» EXERCISE PROMPT:
What lines below contain the word "milliseconds"? Please pull each one out.

(Saved entries)
***

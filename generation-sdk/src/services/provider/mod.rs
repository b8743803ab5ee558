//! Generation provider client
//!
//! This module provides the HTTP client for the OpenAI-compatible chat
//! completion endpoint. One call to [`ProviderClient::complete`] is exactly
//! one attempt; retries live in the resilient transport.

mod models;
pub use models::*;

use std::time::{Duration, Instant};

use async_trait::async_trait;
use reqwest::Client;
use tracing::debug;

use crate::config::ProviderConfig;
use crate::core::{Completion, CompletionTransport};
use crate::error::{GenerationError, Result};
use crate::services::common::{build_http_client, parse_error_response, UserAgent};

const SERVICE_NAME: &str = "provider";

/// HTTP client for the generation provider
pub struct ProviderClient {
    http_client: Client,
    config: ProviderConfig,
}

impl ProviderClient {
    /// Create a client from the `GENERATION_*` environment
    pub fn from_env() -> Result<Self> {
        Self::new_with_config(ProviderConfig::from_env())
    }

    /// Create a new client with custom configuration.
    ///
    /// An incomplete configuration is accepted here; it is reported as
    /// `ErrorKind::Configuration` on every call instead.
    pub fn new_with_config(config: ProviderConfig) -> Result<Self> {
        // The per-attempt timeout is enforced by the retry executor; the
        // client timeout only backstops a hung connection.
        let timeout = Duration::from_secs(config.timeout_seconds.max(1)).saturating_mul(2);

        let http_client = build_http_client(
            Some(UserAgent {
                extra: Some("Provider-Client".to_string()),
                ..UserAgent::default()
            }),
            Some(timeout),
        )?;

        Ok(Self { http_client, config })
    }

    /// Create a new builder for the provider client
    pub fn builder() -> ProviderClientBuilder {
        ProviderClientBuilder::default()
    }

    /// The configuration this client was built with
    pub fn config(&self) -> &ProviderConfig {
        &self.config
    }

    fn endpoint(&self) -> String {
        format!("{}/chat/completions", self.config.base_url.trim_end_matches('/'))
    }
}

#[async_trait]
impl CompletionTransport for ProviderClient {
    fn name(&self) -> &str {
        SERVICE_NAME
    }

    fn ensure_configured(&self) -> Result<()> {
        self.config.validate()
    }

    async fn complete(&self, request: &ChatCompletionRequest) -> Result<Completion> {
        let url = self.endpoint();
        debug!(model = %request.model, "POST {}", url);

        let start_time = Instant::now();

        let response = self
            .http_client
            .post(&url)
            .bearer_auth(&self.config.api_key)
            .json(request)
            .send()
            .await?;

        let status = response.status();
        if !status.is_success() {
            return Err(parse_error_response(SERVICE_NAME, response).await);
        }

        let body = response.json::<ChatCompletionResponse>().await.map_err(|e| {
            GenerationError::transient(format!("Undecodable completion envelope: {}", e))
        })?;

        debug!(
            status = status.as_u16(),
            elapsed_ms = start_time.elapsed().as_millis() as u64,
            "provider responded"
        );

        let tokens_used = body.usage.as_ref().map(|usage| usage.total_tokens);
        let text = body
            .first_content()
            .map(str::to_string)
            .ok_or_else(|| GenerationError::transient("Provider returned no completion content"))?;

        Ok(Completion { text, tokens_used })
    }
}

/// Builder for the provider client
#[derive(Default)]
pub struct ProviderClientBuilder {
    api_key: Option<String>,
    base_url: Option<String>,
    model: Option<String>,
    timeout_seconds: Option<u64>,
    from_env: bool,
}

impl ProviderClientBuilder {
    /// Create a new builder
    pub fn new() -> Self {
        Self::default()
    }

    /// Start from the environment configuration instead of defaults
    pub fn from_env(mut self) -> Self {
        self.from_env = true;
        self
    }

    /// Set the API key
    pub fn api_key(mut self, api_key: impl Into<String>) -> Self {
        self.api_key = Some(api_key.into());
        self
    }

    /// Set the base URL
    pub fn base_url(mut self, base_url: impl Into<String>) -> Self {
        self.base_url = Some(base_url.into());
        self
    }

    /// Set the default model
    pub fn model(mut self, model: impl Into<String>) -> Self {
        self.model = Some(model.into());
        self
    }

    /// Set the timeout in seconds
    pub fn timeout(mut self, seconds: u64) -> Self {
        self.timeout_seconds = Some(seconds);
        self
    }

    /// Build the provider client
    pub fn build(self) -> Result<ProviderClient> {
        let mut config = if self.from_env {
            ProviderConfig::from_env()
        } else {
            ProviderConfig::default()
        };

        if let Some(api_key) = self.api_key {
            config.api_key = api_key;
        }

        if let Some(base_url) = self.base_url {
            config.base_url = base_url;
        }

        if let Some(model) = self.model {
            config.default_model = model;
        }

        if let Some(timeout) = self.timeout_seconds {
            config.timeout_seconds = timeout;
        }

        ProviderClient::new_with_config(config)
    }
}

***

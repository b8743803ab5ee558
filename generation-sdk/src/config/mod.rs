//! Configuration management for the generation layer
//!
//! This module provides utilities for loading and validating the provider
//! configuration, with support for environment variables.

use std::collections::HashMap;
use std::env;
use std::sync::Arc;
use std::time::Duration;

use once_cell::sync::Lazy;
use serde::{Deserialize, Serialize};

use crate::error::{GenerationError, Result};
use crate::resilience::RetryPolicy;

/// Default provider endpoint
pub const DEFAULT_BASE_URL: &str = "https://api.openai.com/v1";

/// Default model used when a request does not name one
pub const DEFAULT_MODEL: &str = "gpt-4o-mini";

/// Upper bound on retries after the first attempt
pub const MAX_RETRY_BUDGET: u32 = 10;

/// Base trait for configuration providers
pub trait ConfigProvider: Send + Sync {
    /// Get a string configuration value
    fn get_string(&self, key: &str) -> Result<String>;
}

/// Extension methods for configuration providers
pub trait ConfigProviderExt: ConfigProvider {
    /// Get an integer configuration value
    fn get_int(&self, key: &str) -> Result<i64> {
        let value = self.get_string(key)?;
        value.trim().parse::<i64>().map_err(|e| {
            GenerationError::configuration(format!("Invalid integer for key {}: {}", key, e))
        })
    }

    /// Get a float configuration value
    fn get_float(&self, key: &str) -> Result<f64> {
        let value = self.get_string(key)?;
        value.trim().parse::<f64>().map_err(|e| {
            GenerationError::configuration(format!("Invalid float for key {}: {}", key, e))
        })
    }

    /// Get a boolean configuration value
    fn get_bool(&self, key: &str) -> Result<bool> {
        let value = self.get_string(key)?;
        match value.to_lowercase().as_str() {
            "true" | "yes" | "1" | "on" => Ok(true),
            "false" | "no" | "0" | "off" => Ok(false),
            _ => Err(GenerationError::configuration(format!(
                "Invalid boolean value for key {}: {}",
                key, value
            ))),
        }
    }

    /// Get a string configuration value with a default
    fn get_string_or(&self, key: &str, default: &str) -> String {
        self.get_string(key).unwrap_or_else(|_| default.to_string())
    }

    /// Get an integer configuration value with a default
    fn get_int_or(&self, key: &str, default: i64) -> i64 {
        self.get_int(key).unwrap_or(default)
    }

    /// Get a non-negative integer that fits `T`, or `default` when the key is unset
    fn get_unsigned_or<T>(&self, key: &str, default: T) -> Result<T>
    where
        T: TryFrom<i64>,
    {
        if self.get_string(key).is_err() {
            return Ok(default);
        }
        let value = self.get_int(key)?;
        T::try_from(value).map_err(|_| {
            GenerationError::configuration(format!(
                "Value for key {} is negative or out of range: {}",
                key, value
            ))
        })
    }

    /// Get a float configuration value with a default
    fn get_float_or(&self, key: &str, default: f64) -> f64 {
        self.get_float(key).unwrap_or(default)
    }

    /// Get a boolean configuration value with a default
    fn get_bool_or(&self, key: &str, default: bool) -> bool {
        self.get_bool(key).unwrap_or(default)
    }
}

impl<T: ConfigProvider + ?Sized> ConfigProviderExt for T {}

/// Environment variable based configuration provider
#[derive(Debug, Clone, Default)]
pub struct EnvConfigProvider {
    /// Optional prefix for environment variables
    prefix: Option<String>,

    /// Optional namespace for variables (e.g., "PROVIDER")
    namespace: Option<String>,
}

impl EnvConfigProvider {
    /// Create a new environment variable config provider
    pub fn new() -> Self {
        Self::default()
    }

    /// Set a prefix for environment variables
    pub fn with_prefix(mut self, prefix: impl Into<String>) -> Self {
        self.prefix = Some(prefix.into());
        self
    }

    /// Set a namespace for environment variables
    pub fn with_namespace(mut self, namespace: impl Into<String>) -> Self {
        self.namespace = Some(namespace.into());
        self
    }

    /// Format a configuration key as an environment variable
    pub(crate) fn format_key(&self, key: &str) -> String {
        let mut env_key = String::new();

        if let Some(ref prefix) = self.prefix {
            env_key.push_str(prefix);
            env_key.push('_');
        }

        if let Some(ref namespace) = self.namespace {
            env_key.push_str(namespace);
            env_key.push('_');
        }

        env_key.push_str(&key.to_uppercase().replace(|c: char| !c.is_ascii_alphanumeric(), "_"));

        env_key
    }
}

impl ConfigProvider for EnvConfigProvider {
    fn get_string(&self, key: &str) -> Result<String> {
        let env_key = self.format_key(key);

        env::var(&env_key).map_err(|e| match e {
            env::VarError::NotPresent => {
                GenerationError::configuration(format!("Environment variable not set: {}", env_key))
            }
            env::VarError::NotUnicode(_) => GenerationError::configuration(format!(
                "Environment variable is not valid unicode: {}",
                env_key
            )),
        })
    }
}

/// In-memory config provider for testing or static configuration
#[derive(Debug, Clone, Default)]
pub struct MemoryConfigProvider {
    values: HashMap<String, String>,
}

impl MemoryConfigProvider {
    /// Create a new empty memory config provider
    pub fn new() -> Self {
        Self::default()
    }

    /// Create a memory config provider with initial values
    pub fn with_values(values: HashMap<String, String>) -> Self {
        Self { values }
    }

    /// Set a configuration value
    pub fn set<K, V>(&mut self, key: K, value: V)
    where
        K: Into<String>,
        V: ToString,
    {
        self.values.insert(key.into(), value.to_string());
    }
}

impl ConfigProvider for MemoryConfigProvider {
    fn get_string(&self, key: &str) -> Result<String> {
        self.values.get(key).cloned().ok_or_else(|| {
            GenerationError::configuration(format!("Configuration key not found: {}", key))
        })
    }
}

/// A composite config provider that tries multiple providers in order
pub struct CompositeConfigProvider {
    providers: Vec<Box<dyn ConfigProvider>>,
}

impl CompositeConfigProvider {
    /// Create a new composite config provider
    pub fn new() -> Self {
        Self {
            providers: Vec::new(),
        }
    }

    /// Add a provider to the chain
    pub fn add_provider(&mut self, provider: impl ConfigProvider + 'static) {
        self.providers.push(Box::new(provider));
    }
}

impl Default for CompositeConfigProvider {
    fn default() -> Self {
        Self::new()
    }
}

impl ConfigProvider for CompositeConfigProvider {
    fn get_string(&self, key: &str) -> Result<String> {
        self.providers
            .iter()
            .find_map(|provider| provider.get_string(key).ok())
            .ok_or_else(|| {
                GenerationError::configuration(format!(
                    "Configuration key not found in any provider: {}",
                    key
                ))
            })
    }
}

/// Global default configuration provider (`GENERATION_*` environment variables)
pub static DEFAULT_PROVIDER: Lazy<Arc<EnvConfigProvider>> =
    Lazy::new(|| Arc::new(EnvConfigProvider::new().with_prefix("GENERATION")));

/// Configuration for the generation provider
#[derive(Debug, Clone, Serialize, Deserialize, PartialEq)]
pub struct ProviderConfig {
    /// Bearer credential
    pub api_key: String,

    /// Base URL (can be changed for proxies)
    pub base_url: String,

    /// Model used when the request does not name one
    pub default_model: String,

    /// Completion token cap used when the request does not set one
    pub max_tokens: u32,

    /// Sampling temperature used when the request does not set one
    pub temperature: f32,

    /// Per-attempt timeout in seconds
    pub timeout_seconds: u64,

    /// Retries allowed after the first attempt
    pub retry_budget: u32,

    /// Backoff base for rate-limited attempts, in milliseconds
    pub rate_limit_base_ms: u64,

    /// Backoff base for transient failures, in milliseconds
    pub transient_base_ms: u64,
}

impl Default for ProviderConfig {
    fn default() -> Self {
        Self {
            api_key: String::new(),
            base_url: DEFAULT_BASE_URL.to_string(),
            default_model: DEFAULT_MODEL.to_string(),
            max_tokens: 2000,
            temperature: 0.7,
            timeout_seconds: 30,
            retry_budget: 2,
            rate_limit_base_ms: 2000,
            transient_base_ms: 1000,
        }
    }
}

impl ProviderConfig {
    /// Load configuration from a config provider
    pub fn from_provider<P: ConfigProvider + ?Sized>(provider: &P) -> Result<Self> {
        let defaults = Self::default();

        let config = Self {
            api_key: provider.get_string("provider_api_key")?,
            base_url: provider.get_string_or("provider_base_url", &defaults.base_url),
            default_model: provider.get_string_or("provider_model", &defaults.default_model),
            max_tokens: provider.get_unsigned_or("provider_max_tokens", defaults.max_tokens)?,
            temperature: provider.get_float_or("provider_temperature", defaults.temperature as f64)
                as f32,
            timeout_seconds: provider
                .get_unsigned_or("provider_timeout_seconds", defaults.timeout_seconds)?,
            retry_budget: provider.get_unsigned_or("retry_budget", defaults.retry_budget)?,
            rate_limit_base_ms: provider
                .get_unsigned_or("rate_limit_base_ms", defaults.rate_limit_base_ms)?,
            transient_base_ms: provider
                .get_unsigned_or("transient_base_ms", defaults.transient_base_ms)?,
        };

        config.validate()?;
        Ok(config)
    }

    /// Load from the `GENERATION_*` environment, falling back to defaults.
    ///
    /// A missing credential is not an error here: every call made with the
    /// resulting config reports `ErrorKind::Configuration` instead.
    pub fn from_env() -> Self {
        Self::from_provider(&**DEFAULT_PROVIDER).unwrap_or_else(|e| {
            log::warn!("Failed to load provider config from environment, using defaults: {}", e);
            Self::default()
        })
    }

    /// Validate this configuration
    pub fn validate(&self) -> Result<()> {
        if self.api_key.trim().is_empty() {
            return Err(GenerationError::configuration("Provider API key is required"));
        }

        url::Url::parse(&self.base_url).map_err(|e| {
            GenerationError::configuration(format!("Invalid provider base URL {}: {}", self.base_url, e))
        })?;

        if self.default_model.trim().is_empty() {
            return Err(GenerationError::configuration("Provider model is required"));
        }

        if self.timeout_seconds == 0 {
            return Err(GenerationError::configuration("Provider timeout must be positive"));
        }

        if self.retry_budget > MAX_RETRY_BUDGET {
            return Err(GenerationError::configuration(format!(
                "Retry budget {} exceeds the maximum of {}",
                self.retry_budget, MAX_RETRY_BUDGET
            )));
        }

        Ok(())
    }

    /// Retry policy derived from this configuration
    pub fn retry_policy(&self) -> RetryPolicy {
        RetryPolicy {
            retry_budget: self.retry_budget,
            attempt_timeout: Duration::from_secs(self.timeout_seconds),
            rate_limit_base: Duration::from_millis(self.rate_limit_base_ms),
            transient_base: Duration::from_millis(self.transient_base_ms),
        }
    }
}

***

» ANSWER TO THE EXERCISE:
    /// Backoff base for rate-limited attempts, in milliseconds
    /// Backoff base for transient failures, in milliseconds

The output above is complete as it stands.